[Records from a collection]
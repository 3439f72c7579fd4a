use std::sync::Arc;

use tracing::{info, warn};

use crate::dao::store::{KeyValueStore, STARS_KEY};

/// Outcome of awarding one star.
#[derive(Debug, Clone, Copy, PartialEq, Eq)]
pub struct PointAward {
    /// Stars after the award.
    pub count: u64,
    /// Whether the reward modal should open.
    pub celebrate: bool,
}

/// Star counter persisted through a [`KeyValueStore`].
///
/// The in-memory count is authoritative; a failed write is logged and the session
/// carries on with the new value.
pub struct RewardTracker {
    store: Arc<dyn KeyValueStore>,
    count: u64,
    every: u64,
}

impl RewardTracker {
    /// Restore the counter from `store`, starting at zero when nothing was saved.
    pub async fn load(store: Arc<dyn KeyValueStore>, every: u64) -> Self {
        let count = match store.get(STARS_KEY).await {
            Ok(Some(value)) => u64::try_from(value).unwrap_or_default(),
            Ok(None) => 0,
            Err(err) => {
                warn!(error = %err, "failed to load stars; starting from zero");
                0
            }
        };
        info!(count, "stars loaded");
        Self {
            store,
            count,
            every: every.max(1),
        }
    }

    /// Current star count.
    pub fn count(&self) -> u64 {
        self.count
    }

    /// Award one star. Every `every`-th star asks for a celebration.
    pub async fn add_point(&mut self) -> PointAward {
        self.count += 1;
        self.persist().await;
        PointAward {
            count: self.count,
            celebrate: self.count % self.every == 0,
        }
    }

    /// Zero the counter. Confirmation is the caller's job.
    pub async fn reset(&mut self) {
        self.count = 0;
        self.persist().await;
    }

    async fn persist(&self) {
        let value = i64::try_from(self.count).unwrap_or(i64::MAX);
        if let Err(err) = self.store.set(STARS_KEY, value).await {
            warn!(count = self.count, error = %err, "failed to persist stars");
        }
    }
}

#[cfg(test)]
mod tests {
    use futures::future::BoxFuture;

    use super::*;
    use crate::dao::{
        storage::{StorageError, StorageResult},
        store::MemoryStore,
    };

    struct BrokenStore;

    impl KeyValueStore for BrokenStore {
        fn get(&self, _key: &str) -> BoxFuture<'static, StorageResult<Option<i64>>> {
            Box::pin(async {
                Err(StorageError::unavailable(
                    "disk gone".into(),
                    std::io::Error::other("eio"),
                ))
            })
        }

        fn set(&self, _key: &str, _value: i64) -> BoxFuture<'static, StorageResult<()>> {
            Box::pin(async {
                Err(StorageError::unavailable(
                    "disk gone".into(),
                    std::io::Error::other("eio"),
                ))
            })
        }
    }

    #[tokio::test]
    async fn celebrates_on_the_fifth_star_only() {
        let mut tracker = RewardTracker::load(Arc::new(MemoryStore::new()), 5).await;
        let mut celebrations = Vec::new();
        for _ in 0..5 {
            let award = tracker.add_point().await;
            if award.celebrate {
                celebrations.push(award.count);
            }
        }
        assert_eq!(celebrations, [5]);
    }

    #[tokio::test]
    async fn counter_survives_reload_and_reset_persists_zero() {
        let store = Arc::new(MemoryStore::with_value(STARS_KEY, 7));
        let mut tracker = RewardTracker::load(store.clone(), 5).await;
        assert_eq!(tracker.count(), 7);

        tracker.add_point().await;
        assert_eq!(store.get(STARS_KEY).await.unwrap(), Some(8));

        tracker.reset().await;
        assert_eq!(tracker.count(), 0);
        assert_eq!(store.get(STARS_KEY).await.unwrap(), Some(0));
    }

    #[tokio::test]
    async fn negative_saved_value_starts_at_zero() {
        let store = Arc::new(MemoryStore::with_value(STARS_KEY, -3));
        let tracker = RewardTracker::load(store, 5).await;
        assert_eq!(tracker.count(), 0);
    }

    #[tokio::test]
    async fn storage_failures_keep_the_in_memory_count() {
        let mut tracker = RewardTracker::load(Arc::new(BrokenStore), 5).await;
        assert_eq!(tracker.count(), 0);
        let award = tracker.add_point().await;
        assert_eq!(award.count, 1);
        assert!(!award.celebrate);
    }
}
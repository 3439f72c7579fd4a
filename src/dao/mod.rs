/// Word catalog loading and the content repository contract.
pub mod catalog;
/// Serialized catalog entities.
pub mod models;
/// Storage error types shared by the stores.
pub mod storage;
/// Key/value persistence for the reward counter.
pub mod store;
use std::{
    collections::BTreeMap,
    io::ErrorKind,
    path::{Path, PathBuf},
    sync::Arc,
};

use dashmap::DashMap;
use futures::future::BoxFuture;
use serde::{Deserialize, Serialize};
use time::{OffsetDateTime, format_description::well_known::Rfc3339};
use tokio::{fs, sync::Mutex};
use tracing::debug;

use crate::dao::storage::{StorageError, StorageResult};

/// Key under which the star counter is persisted.
pub const STARS_KEY: &str = "palabraVivaStars";

/// Minimal persistence contract: integer values addressed by string keys.
pub trait KeyValueStore: Send + Sync {
    /// Read the value stored under `key`, if any.
    fn get(&self, key: &str) -> BoxFuture<'static, StorageResult<Option<i64>>>;
    /// Store `value` under `key`, replacing any previous value.
    fn set(&self, key: &str, value: i64) -> BoxFuture<'static, StorageResult<()>>;
}

/// Volatile store, used in tests and when no file store is wanted.
#[derive(Debug, Clone, Default)]
pub struct MemoryStore {
    values: Arc<DashMap<String, i64>>,
}

impl MemoryStore {
    /// Create an empty store.
    pub fn new() -> Self {
        Self::default()
    }

    /// Create a store pre-populated with one value.
    pub fn with_value(key: &str, value: i64) -> Self {
        let store = Self::new();
        store.values.insert(key.to_string(), value);
        store
    }
}

impl KeyValueStore for MemoryStore {
    fn get(&self, key: &str) -> BoxFuture<'static, StorageResult<Option<i64>>> {
        let value = self.values.get(key).map(|entry| *entry.value());
        Box::pin(async move { Ok(value) })
    }

    fn set(&self, key: &str, value: i64) -> BoxFuture<'static, StorageResult<()>> {
        self.values.insert(key.to_string(), value);
        Box::pin(async { Ok(()) })
    }
}

/// On-disk layout of [`JsonFileStore`].
#[derive(Debug, Default, Serialize, Deserialize)]
struct StoreDocument {
    #[serde(default)]
    values: BTreeMap<String, i64>,
    #[serde(default)]
    updated_at: Option<String>,
}

/// Store persisting all values into a single JSON document.
///
/// Writes go to a sibling temporary file which then replaces the document, so a
/// crash mid-write never leaves a truncated file behind.
#[derive(Debug, Clone)]
pub struct JsonFileStore {
    path: Arc<PathBuf>,
    write_gate: Arc<Mutex<()>>,
}

impl JsonFileStore {
    /// Create a store backed by `path`. The file is created on first write.
    pub fn new(path: impl Into<PathBuf>) -> Self {
        Self {
            path: Arc::new(path.into()),
            write_gate: Arc::new(Mutex::new(())),
        }
    }
}

async fn read_document(path: &Path) -> StorageResult<StoreDocument> {
    match fs::read_to_string(path).await {
        Ok(contents) => serde_json::from_str(&contents).map_err(|err| {
            StorageError::corrupt(format!("failed to decode {}", path.display()), err)
        }),
        Err(err) if err.kind() == ErrorKind::NotFound => {
            debug!(path = %path.display(), "store document missing; starting empty");
            Ok(StoreDocument::default())
        }
        Err(err) => Err(StorageError::unavailable(
            format!("failed to read {}", path.display()),
            err,
        )),
    }
}

async fn write_document(path: &Path, document: &StoreDocument) -> StorageResult<()> {
    if let Some(parent) = path.parent().filter(|parent| !parent.as_os_str().is_empty()) {
        fs::create_dir_all(parent).await.map_err(|err| {
            StorageError::unavailable(format!("failed to create {}", parent.display()), err)
        })?;
    }

    let payload = serde_json::to_vec_pretty(document).map_err(|err| {
        StorageError::unavailable("failed to encode store document".into(), err)
    })?;

    let tmp = path.with_extension("json.tmp");
    fs::write(&tmp, payload).await.map_err(|err| {
        StorageError::unavailable(format!("failed to write {}", tmp.display()), err)
    })?;
    fs::rename(&tmp, path).await.map_err(|err| {
        StorageError::unavailable(format!("failed to replace {}", path.display()), err)
    })?;

    Ok(())
}

fn now_rfc3339() -> Option<String> {
    OffsetDateTime::now_utc().format(&Rfc3339).ok()
}

impl KeyValueStore for JsonFileStore {
    fn get(&self, key: &str) -> BoxFuture<'static, StorageResult<Option<i64>>> {
        let path = self.path.clone();
        let key = key.to_string();
        Box::pin(async move {
            let document = read_document(&path).await?;
            Ok(document.values.get(&key).copied())
        })
    }

    fn set(&self, key: &str, value: i64) -> BoxFuture<'static, StorageResult<()>> {
        let path = self.path.clone();
        let gate = self.write_gate.clone();
        let key = key.to_string();
        Box::pin(async move {
            let _guard = gate.lock().await;
            // A corrupt document is replaced rather than blocking every later write.
            let mut document = match read_document(&path).await {
                Ok(document) => document,
                Err(StorageError::Corrupt { .. }) => StoreDocument::default(),
                Err(err) => return Err(err),
            };
            document.values.insert(key, value);
            document.updated_at = now_rfc3339();
            write_document(&path, &document).await
        })
    }
}

#[cfg(test)]
mod tests {
    use super::*;

    fn temp_path(name: &str) -> PathBuf {
        std::env::temp_dir()
            .join(format!("palabra-viva-{}", uuid::Uuid::new_v4()))
            .join(name)
    }

    #[tokio::test]
    async fn memory_store_round_trips_values() {
        let store = MemoryStore::new();
        assert_eq!(store.get(STARS_KEY).await.unwrap(), None);
        store.set(STARS_KEY, 7).await.unwrap();
        assert_eq!(store.get(STARS_KEY).await.unwrap(), Some(7));
    }

    #[tokio::test]
    async fn file_store_missing_document_reads_as_empty() {
        let store = JsonFileStore::new(temp_path("stars.json"));
        assert_eq!(store.get(STARS_KEY).await.unwrap(), None);
    }

    #[tokio::test]
    async fn file_store_persists_across_instances() {
        let path = temp_path("stars.json");
        JsonFileStore::new(&path).set(STARS_KEY, 12).await.unwrap();

        let reopened = JsonFileStore::new(&path);
        assert_eq!(reopened.get(STARS_KEY).await.unwrap(), Some(12));

        let raw = std::fs::read_to_string(&path).unwrap();
        let document: serde_json::Value = serde_json::from_str(&raw).unwrap();
        assert_eq!(document["values"][STARS_KEY], 12);
        assert!(document["updated_at"].is_string());
        assert!(!path.with_extension("json.tmp").exists());
    }

    #[tokio::test]
    async fn file_store_reports_corrupt_document_and_recovers_on_write() {
        let path = temp_path("stars.json");
        std::fs::create_dir_all(path.parent().unwrap()).unwrap();
        std::fs::write(&path, "not json").unwrap();

        let store = JsonFileStore::new(&path);
        assert!(matches!(
            store.get(STARS_KEY).await,
            Err(StorageError::Corrupt { .. })
        ));

        store.set(STARS_KEY, 3).await.unwrap();
        assert_eq!(store.get(STARS_KEY).await.unwrap(), Some(3));
    }
}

§ Required action
Output the lines above exactly, but only those between the line holding "-> BoxFuture<'static, StorageResult<()>>;" and the line holding "Self::default()", inclusive.

§ Exercise output
    fn set(&self, key: &str, value: i64) -> BoxFuture<'static, StorageResult<()>>;
}

/// Volatile store, used in tests and when no file store is wanted.
#[derive(Debug, Clone, Default)]
pub struct MemoryStore {
    values: Arc<DashMap<String, i64>>,
}

impl MemoryStore {
    /// Create an empty store.
    pub fn new() -> Self {
        Self::default()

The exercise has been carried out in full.